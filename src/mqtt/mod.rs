//! MQTT sink.
//!
//! Owns its connection lifecycle completely: the broker link is a
//! {Disconnected, Connecting, Connected} machine with a fixed reconnect
//! backoff, and a run of consecutive connection errors tears the client
//! down wholesale so a wedged transport cannot keep queuing data. While
//! the link is down, readings are dropped, not buffered; fresh beats
//! complete here.

use crate::config::MqttConfig;
use crate::hub::TelegramEvent;
use crate::reader::snapshot::MeterReading;
use log::{debug, error, info, warn};
use rumqttc::{AsyncClient, Event, EventLoop, MqttOptions, Packet, QoS};
use std::sync::Arc;
use std::time::Duration;
use tokio::sync::mpsc::Receiver;
use tokio::time::Instant;

const RECONNECT_DELAY: Duration = Duration::from_secs(2);
/// Consecutive connection errors tolerated before the client (and its
/// pending outbound queue) is dropped and rebuilt.
const ERROR_QUOTA: u32 = 8;

#[derive(Debug, Clone, Copy, PartialEq, Eq)]
pub enum LinkState {
    Disconnected,
    Connecting,
    Connected,
}

/// Backoff and error-quota bookkeeping, separate from the transport so
/// the arithmetic stays testable.
struct LinkHealth {
    errors: u32,
    next_attempt: Instant,
}

impl LinkHealth {
    fn new() -> Self {
        LinkHealth {
            errors: 0,
            next_attempt: Instant::now(),
        }
    }

    fn success(&mut self) {
        self.errors = 0;
    }

    /// Records a failure and arms the backoff deadline. Returns true when
    /// the quota is hit, meaning the client must be rebuilt; the counter
    /// restarts from zero in that case.
    fn failure(&mut self, now: Instant) -> bool {
        self.errors += 1;
        self.next_attempt = now + RECONNECT_DELAY;
        if self.errors >= ERROR_QUOTA {
            self.errors = 0;
            return true;
        }
        false
    }
}

pub struct MqttReporter {
    conf: MqttConfig,
    rx: Receiver<Arc<TelegramEvent>>,
    client: AsyncClient,
    eventloop: EventLoop,
    state: LinkState,
    health: LinkHealth,
}

impl MqttReporter {
    pub fn new(conf: MqttConfig, rx: Receiver<Arc<TelegramEvent>>) -> Self {
        let (client, eventloop) = Self::build_client(&conf);
        MqttReporter {
            conf,
            rx,
            client,
            eventloop,
            state: LinkState::Connecting,
            health: LinkHealth::new(),
        }
    }

    fn build_client(conf: &MqttConfig) -> (AsyncClient, EventLoop) {
        let mut options = MqttOptions::new(conf.client_name.clone(), conf.host.clone(), conf.port);
        options.set_keep_alive(Duration::from_secs(5));
        if !conf.user.is_empty() {
            options.set_credentials(conf.user.clone(), conf.pass.clone());
        }
        AsyncClient::new(options, 10)
    }

    pub async fn start_thread(&mut self) {
        info!("[MQTT] Connect to {}:{}", self.conf.host, self.conf.port);
        loop {
            tokio::select! {
                event = self.eventloop.poll() => self.handle_link_event(event).await,
                message = self.rx.recv() => match message {
                    Some(event) => self.report(&event),
                    None => break,
                }
            }
        }
        info!("[MQTT] Reporter stopped");
    }

    async fn handle_link_event(&mut self, event: Result<Event, rumqttc::ConnectionError>) {
        match event {
            Ok(Event::Incoming(Packet::ConnAck(_))) => {
                info!("[MQTT] Connected");
                self.state = LinkState::Connected;
                self.health.success();

                // once connected, publish an announcement
                self.send_metric("State/Payload", "p1 gateway running");
                self.send_metric("State/Version", env!("CARGO_PKG_VERSION"));
                if let Some(ip) = self.local_address() {
                    self.send_metric("State/IP", &ip);
                }
            }
            Ok(_) => {}
            Err(e) => {
                self.state = LinkState::Disconnected;
                error!("[MQTT] Connection failed: {e}");
                if self.health.failure(Instant::now()) {
                    warn!("[MQTT] Error quota reached, dropping client and pending queue");
                    let (client, eventloop) = Self::build_client(&self.conf);
                    self.client = client;
                    self.eventloop = eventloop;
                }
                // narrow recovery window: hold off the next attempt
                tokio::time::sleep_until(self.health.next_attempt).await;
                self.state = LinkState::Connecting;
            }
        }
    }

    /// One reading from the hub. A down link makes this a no-op; the
    /// cycle's data is dropped, never queued.
    fn report(&mut self, event: &TelegramEvent) {
        if self.state != LinkState::Connected {
            debug!("[MQTT] Not connected, reading dropped");
            return;
        }

        debug!("[MQTT] Send to MQTT");
        for (suffix, payload) in metric_set(&event.reading) {
            self.send_metric(suffix, &payload);
        }
    }

    fn send_metric(&self, suffix: &str, payload: &str) {
        if payload.is_empty() {
            return; // nothing to report
        }

        let topic = format!("{}/{}", self.conf.topic, suffix);
        if let Err(e) = self
            .client
            .try_publish(topic, QoS::AtMostOnce, false, payload)
        {
            warn!("[MQTT] Error to send to topic {}/{suffix}: {e}", self.conf.topic);
        }
    }

    /// The address the broker sees us on, for the liveness announcement.
    fn local_address(&self) -> Option<String> {
        let socket = std::net::UdpSocket::bind("0.0.0.0:0").ok()?;
        socket
            .connect((self.conf.host.as_str(), self.conf.port))
            .ok()?;
        Some(socket.local_addr().ok()?.ip().to_string())
    }
}

/// The per-telegram fact list, `(topic suffix, payload)`. Empty payloads
/// are filtered at send time.
fn metric_set(r: &MeterReading) -> Vec<(&'static str, String)> {
    let tariff = if r.tariff_indicator == 0 {
        String::new()
    } else {
        r.tariff_indicator.to_string()
    };

    vec![
        ("equipmentID", r.equipment_id.clone()),
        ("consumption_low_tarif", r.electricity_used_tariff1.to_string()),
        ("consumption_high_tarif", r.electricity_used_tariff2.to_string()),
        ("returndelivery_low_tarif", r.electricity_returned_tariff1.to_string()),
        ("returndelivery_high_tarif", r.electricity_returned_tariff2.to_string()),
        ("actual_consumption", r.power_delivered.to_string()),
        ("actual_returndelivery", r.power_returned.to_string()),
        ("l1_instant_power_usage", r.power_delivered_l1.to_string()),
        ("l2_instant_power_usage", r.power_delivered_l2.to_string()),
        ("l3_instant_power_usage", r.power_delivered_l3.to_string()),
        ("l1_instant_power_current", r.current_l1.to_string()),
        ("l2_instant_power_current", r.current_l2.to_string()),
        ("l3_instant_power_current", r.current_l3.to_string()),
        ("l1_voltage", r.voltage_l1.to_string()),
        ("l2_voltage", r.voltage_l2.to_string()),
        ("l3_voltage", r.voltage_l3.to_string()),
        ("gas_meter_m3", r.gas_received_5min.clone()),
        ("actual_tarif_group", tariff),
        ("short_power_outages", r.power_failures.to_string()),
        ("long_power_outages", r.long_power_failures.to_string()),
        ("short_power_drops", r.voltage_sags_l1.to_string()),
        ("short_power_peaks", r.voltage_swells_l1.to_string()),
    ]
}

#[cfg(test)]
mod tests {
    use super::*;
    use crate::reader::values::FixedValue;

    #[test]
    fn test_metric_set_values() {
        let mut r = MeterReading::default();
        r.equipment_id = "4B414C37".to_string();
        r.electricity_used_tariff1 = FixedValue::parse("992.992");
        r.power_delivered = FixedValue::parse("0.424");
        r.gas_received_5min = "5446.465".to_string();
        r.tariff_indicator = 2;

        let metrics = metric_set(&r);
        let get = |suffix: &str| {
            metrics
                .iter()
                .find(|(s, _)| *s == suffix)
                .map(|(_, p)| p.clone())
                .unwrap()
        };
        assert_eq!(get("equipmentID"), "4B414C37");
        assert_eq!(get("consumption_low_tarif"), "992.992");
        assert_eq!(get("actual_consumption"), "0.424");
        assert_eq!(get("gas_meter_m3"), "5446.465");
        assert_eq!(get("actual_tarif_group"), "2");
    }

    #[test]
    fn test_unseen_string_facts_are_empty_and_skippable() {
        let metrics = metric_set(&MeterReading::default());
        let get = |suffix: &str| {
            metrics
                .iter()
                .find(|(s, _)| *s == suffix)
                .map(|(_, p)| p.clone())
                .unwrap()
        };
        // empty payloads are the "nothing to report" signal
        assert_eq!(get("equipmentID"), "");
        assert_eq!(get("gas_meter_m3"), "");
        assert_eq!(get("actual_tarif_group"), "");
    }

    #[tokio::test(start_paused = true)]
    async fn test_backoff_and_error_quota() {
        let mut health = LinkHealth::new();
        let now = Instant::now();

        assert!(!health.failure(now));
        assert_eq!(health.next_attempt, now + RECONNECT_DELAY);
        assert_eq!(health.errors, 1);

        health.success();
        assert_eq!(health.errors, 0);

        let mut rebuilt = false;
        for _ in 0..ERROR_QUOTA {
            rebuilt = health.failure(now);
        }
        assert!(rebuilt, "quota must force a client rebuild");
        assert_eq!(health.errors, 0, "counter resets after the rebuild");
    }
}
+ + +
▶ **Work instruction**
Please copy out each line of the data in which the word "Some" occurs.

▶ **Result**
                    Some(event) => self.report(&event),
                if let Some(ip) = self.local_address() {
        Some(socket.local_addr().ok()?.ip().to_string())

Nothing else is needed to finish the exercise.